Doel: Gecombineerde endoscopische derde ventriculostomie met choroid plexus cauterisatie (ETV/CPC) verhoogt de waarschijnlijkheid van shuntvrijheid boven ETV alleen, en dus het vermijden van shunt-gerelateerde morbiditeit, bij hydrocephalische zuigelingen. Tot op heden beschrijven vrijwel alle gepubliceerde rapporten ervaringen in Afrika, waardoor generalisatie naar andere delen van de wereld wordt bemoeilijkt. Hier rapporteren de auteurs de eerste Noordamerikaanse prospectieve serie van deze gecombineerde benadering voor de behandeling van hydrocefalie van verschillende etiologieën bij zuigelingen.

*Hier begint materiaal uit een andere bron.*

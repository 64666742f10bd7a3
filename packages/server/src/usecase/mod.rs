//! UseCase layer: the operations of the real-time core.
//!
//! Each use case owns `Arc`s of the state owners it needs; `RealtimeHub`
//! wires them together and is the only type the UI layer talks to.

pub mod broadcaster;
pub mod connect_session;
pub mod disconnect_session;
pub mod hub;
pub mod join_room;
pub mod leave_room;
pub mod presence;
pub mod replay_history;
pub mod stats;

pub use crate::domain::RealtimeError;
pub use broadcaster::Broadcaster;
pub use connect_session::{Admission, ConnectSessionUseCase};
pub use disconnect_session::DisconnectSessionUseCase;
pub use hub::{MemberInfo, RealtimeHub};
pub use join_room::JoinRoomUseCase;
pub use leave_room::LeaveRoomUseCase;
pub use presence::PresenceTracker;
pub use replay_history::{DEFAULT_PAGE_SIZE, ReplayHistoryUseCase};
pub use stats::{GetStatsUseCase, StatsSnapshot};
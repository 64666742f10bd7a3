//! Presence derivation.
//!
//! Presence is never stored as a source of truth. It is recomputed from a
//! room's membership snapshot joined with the registry's owner lookup, and
//! transitions are the difference between two derivations.

use std::collections::{BTreeMap, BTreeSet};

use super::{ConnectionId, UserId};

/// Count live connections per user among a room's members.
///
/// `members` pairs each member connection with its owner, or `None` when the
/// connection is no longer live. Dead connections do not count.
pub fn derive_online_users(members: &[(ConnectionId, Option<UserId>)]) -> BTreeMap<UserId, usize> {
    let mut online: BTreeMap<UserId, usize> = BTreeMap::new();
    for user in members.iter().filter_map(|(_, owner)| owner.as_ref()) {
        *online.entry(user.clone()).or_default() += 1;
    }
    online
}

/// Transitions between two derived online sets
#[derive(Debug, Clone, Default, PartialEq, Eq)]
pub struct PresenceDiff {
    pub came_online: Vec<UserId>,
    pub went_offline: Vec<UserId>,
}

impl PresenceDiff {
    pub fn is_empty(&self) -> bool {
        self.came_online.is_empty() && self.went_offline.is_empty()
    }
}

pub fn diff_presence(previous: &BTreeSet<UserId>, current: &BTreeSet<UserId>) -> PresenceDiff {
    PresenceDiff {
        came_online: current.difference(previous).cloned().collect(),
        went_offline: previous.difference(current).cloned().collect(),
    }
}

#[cfg(test)]
mod tests {
    use super::*;

    fn user(name: &str) -> UserId {
        UserId::new(name.to_string()).unwrap()
    }

    #[test]
    fn test_derive_counts_connections_per_user() {
        // テスト項目: 同一ユーザーの複数接続が 1 ユーザーとして数えられる
        // given (前提条件):
        let members = vec![
            (ConnectionId::generate(), Some(user("alice"))),
            (ConnectionId::generate(), Some(user("alice"))),
            (ConnectionId::generate(), Some(user("bob"))),
        ];

        // when (操作):
        let online = derive_online_users(&members);

        // then (期待する結果):
        assert_eq!(online.len(), 2);
        assert_eq!(online[&user("alice")], 2);
        assert_eq!(online[&user("bob")], 1);
    }

    #[test]
    fn test_derive_ignores_dead_connections() {
        // テスト項目: 既に切断された接続はオンラインに数えない
        // given (前提条件):
        let members = vec![
            (ConnectionId::generate(), None),
            (ConnectionId::generate(), Some(user("bob"))),
        ];

        // when (操作):
        let online = derive_online_users(&members);

        // then (期待する結果):
        assert_eq!(online.keys().cloned().collect::<Vec<_>>(), vec![user("bob")]);
    }

    #[test]
    fn test_diff_reports_both_directions() {
        // テスト項目: 差分からオンライン化とオフライン化の両方が得られる
        // given (前提条件):
        let previous: BTreeSet<_> = [user("alice"), user("bob")].into_iter().collect();
        let current: BTreeSet<_> = [user("bob"), user("carol")].into_iter().collect();

        // when (操作):
        let diff = diff_presence(&previous, &current);

        // then (期待する結果):
        assert_eq!(diff.came_online, vec![user("carol")]);
        assert_eq!(diff.went_offline, vec![user("alice")]);
    }

    #[test]
    fn test_diff_of_identical_sets_is_empty() {
        // テスト項目: 同じ集合同士の差分は空になる
        // given (前提条件):
        let set: BTreeSet<_> = [user("alice")].into_iter().collect();

        // when (操作):
        let diff = diff_presence(&set, &set);

        // then (期待する結果):
        assert!(diff.is_empty());
    }
}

Methoden: Een prospectieve serie van 50 jongens en 41 meisjes (gemiddelde en mediane leeftijd 4,7 en 3,2 maanden, respectievelijk) met hydrocefalie ondergingen ETV/CPC uitgevoerd door de senior auteur in het Boston Children’s Hospital van augustus 2009 tot maart 2014. Succesgegevens werden geanalyseerd met behulp van de Kaplan-Meier methode en het Cox proportionele hazards model.

Resultaten: De 91 behandelde patiënten omvatten die met aqueductale stenose (23), myelomeningocele (23), posthemorragische hydrocephalus (25), Dandy-Walker complex (6), post-infectieuze hydrocephalus (6), en andere aandoeningen (8). Met behulp van Kaplan-Meier overlevingsanalyse had 57% van de patiënten na 1 jaar geen behandeling van hydrocefalie meer nodig. Bovendien bleef 65% shuntvrij tot de grens van de beschikbare follow-up (maximum ruwweg 4 jaar). Een Cox proportioneel hazards model identificeerde de volgende onafhankelijke voorspellers van ETV/CPC falen: post-infectieuze etiologie, leeftijd bij behandeling jonger dan 6 maanden, prepontine cisterne littekenvorming, en eerdere CSF omleiding. Van de patiënten met een follow-up van ten minste 6 maanden was het totale ETV/CPC-succes na 6 maanden (59%) groter dan voorspeld door de ETV Success Score (45%). Complicaties waren 1 CSF lekkage en 1 voorbijgaand syndroom van inadequate antidiuretisch hormoon secretie, en er waren geen sterfgevallen.

Conclusies: ETV/CPC is een effectieve, veilige en duurzame behandeling voor hydrocefalie bij kinderen in een Noord-Amerikaanse populatie, met 1-jaars succespercentages vergelijkbaar met die gemeld in Afrika en gelijkwaardig aan die voor primaire shuntplaatsing in Noord-Amerika. Deze bevindingen onderstrepen de noodzaak van prospectieve multicenter studies naar de resultaten, de kwaliteit van leven en de economische impact van de procedure in vergelijking met primaire shuntplaatsing.